* Problem to solve *
The answer must be every line of the records in which the string "calendar" appears.
⁂
//! Terminal frontend: report rendering and configuration setup

pub mod report;
pub mod setup;
pub mod ui;
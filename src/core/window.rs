//! Closed report windows over UTC time.

use super::error::ValidationError;
use chrono::{DateTime, Datelike, Months, NaiveDate, NaiveTime, TimeDelta, Utc};
use serde::Serialize;
use std::fmt::Display;

const DATE_FORMAT: &str = "%Y-%m-%d";

/// A closed interval `[from, to]`. `from <= to` always holds.
#[derive(Debug, Clone, Copy, PartialEq, Eq, Serialize)]
pub struct Window {
    from: DateTime<Utc>,
    to: DateTime<Utc>,
}

impl Window {
    pub fn new(from: DateTime<Utc>, to: DateTime<Utc>) -> Result<Self, ValidationError> {
        if from > to {
            return Err(ValidationError::InvertedWindow {
                from: from.to_rfc3339(),
                to: to.to_rfc3339(),
            });
        }
        Ok(Self { from, to })
    }

    /// Whole days from the start of `first` to the end of `last`.
    pub fn days(first: NaiveDate, last: NaiveDate) -> Result<Self, ValidationError> {
        Self::new(start_of_day(first), end_of_day(last))
    }

    /// The calendar month containing `instant`.
    pub fn month_of(instant: DateTime<Utc>) -> Self {
        let first = instant
            .date_naive()
            .with_day(1)
            .unwrap_or_else(|| instant.date_naive());
        let last = first
            .checked_add_months(Months::new(1))
            .and_then(|next| next.pred_opt())
            .unwrap_or(first);
        Self {
            from: start_of_day(first),
            to: end_of_day(last),
        }
    }

    /// Parses a pair of `YYYY-MM-DD` dates into a whole-day window.
    pub fn parse(first: &str, last: &str) -> Result<Self, ValidationError> {
        Self::days(parse_date(first)?, parse_date(last)?)
    }

    pub fn from(&self) -> DateTime<Utc> {
        self.from
    }

    pub fn to(&self) -> DateTime<Utc> {
        self.to
    }

    pub fn contains(&self, instant: DateTime<Utc>) -> bool {
        self.from <= instant && instant <= self.to
    }

    /// Number of calendar days touched by the window.
    pub fn day_count(&self) -> usize {
        ((self.to.date_naive() - self.from.date_naive()).num_days() + 1) as usize
    }

    /// Per calendar day sub-windows, clipped to this window, in chronological order.
    pub fn split_days(&self) -> Vec<(NaiveDate, Window)> {
        self.from
            .date_naive()
            .iter_days()
            .take(self.day_count())
            .map(|date| {
                let window = Window {
                    from: start_of_day(date).max(self.from),
                    to: end_of_day(date).min(self.to),
                };
                (date, window)
            })
            .collect()
    }

    /// Human title like "for March 2024" or "for March 2024 - May 2024".
    pub fn title(&self) -> String {
        let start = self.from.date_naive();
        let end = self.to.date_naive();
        if start.year() == end.year() && start.month() == end.month() {
            format!("for {}", start.format("%B %Y"))
        } else {
            format!("for {} - {}", start.format("%B %Y"), end.format("%B %Y"))
        }
    }
}

impl Display for Window {
    fn fmt(&self, f: &mut std::fmt::Formatter<'_>) -> std::fmt::Result {
        write!(f, "[{}, {}]", self.from.to_rfc3339(), self.to.to_rfc3339())
    }
}

pub fn parse_date(value: &str) -> Result<NaiveDate, ValidationError> {
    NaiveDate::parse_from_str(value, DATE_FORMAT)
        .map_err(|_| ValidationError::InvalidDate(value.to_string()))
}

fn start_of_day(date: NaiveDate) -> DateTime<Utc> {
    date.and_time(NaiveTime::MIN).and_utc()
}

fn end_of_day(date: NaiveDate) -> DateTime<Utc> {
    start_of_day(date) + TimeDelta::days(1) - TimeDelta::nanoseconds(1)
}
use comfy_table::modifiers::UTF8_ROUND_CORNERS;
use comfy_table::presets::UTF8_FULL;
use comfy_table::{Attribute, Cell, CellAlignment, Color, ContentArrangement, Table};
use console::style;
use indicatif::{ProgressBar, ProgressStyle};
use std::time::Duration;

/// Defines different styles for text elements.
pub enum StyleType {
    Title,
    TotalLabel,
    TotalValue,
    Error,
    Subtle,
}

/// Applies a consistent style to a string.
pub fn style_text(text: &str, style_type: StyleType) -> String {
    let styled = match style_type {
        StyleType::Title => style(text).bold().underlined(),
        StyleType::TotalLabel => style(text).bold(),
        StyleType::TotalValue => style(text).green().bold(),
        StyleType::Error => style(text).red(),
        StyleType::Subtle => style(text).dim(),
    };
    styled.to_string()
}

/// Creates a new `comfy_table::Table` with standard styling.
pub fn new_styled_table() -> Table {
    let mut table = Table::new();
    table
        .load_preset(UTF8_FULL)
        .apply_modifier(UTF8_ROUND_CORNERS)
        .set_content_arrangement(ContentArrangement::Dynamic);
    table
}

/// Creates a styled header cell for a table.
pub fn header_cell(text: &str) -> Cell {
    Cell::new(text)
        .fg(Color::Cyan)
        .add_attribute(Attribute::Bold)
}

/// Formats an ISK amount with thousands separators and two decimals.
pub fn format_isk(value: f64) -> String {
    let formatted = format!("{:.2}", value.abs());
    let (int_part, frac_part) = formatted.split_once('.').unwrap_or((formatted.as_str(), "00"));

    let mut grouped = String::with_capacity(int_part.len() + int_part.len() / 3);
    for (i, digit) in int_part.chars().enumerate() {
        if i > 0 && (int_part.len() - i) % 3 == 0 {
            grouped.push(',');
        }
        grouped.push(digit);
    }

    let sign = if value < 0.0 && formatted != "0.00" { "-" } else { "" };
    format!("{sign}{grouped}.{frac_part}")
}

/// Right-aligned amount, green for income and red for expenses.
pub fn amount_cell(value: f64) -> Cell {
    let cell = Cell::new(format_isk(value)).set_alignment(CellAlignment::Right);
    if value > 0.0 {
        cell.fg(Color::Green)
    } else if value < 0.0 {
        cell.fg(Color::Red)
    } else {
        cell.fg(Color::DarkGrey)
    }
}

/// Bold amount cell for total rows.
pub fn total_cell(value: f64) -> Cell {
    amount_cell(value).add_attribute(Attribute::Bold)
}

/// Creates a spinner shown while reports are fetched.
pub fn new_spinner(message: &str) -> ProgressBar {
    let pb = ProgressBar::new_spinner();
    if let Ok(spinner_style) =
        ProgressStyle::default_spinner().template("{spinner:.green} {msg} [{elapsed_precise}]")
    {
        pb.set_style(spinner_style);
    }
    pb.set_message(message.to_string());
    pb.enable_steady_tick(Duration::from_millis(100));
    pb
}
⁂
* Written solution *
    /// The calendar month containing `instant`.
    /// Number of calendar days touched by the window.
    /// Per calendar day sub-windows, clipped to this window, in chronological order.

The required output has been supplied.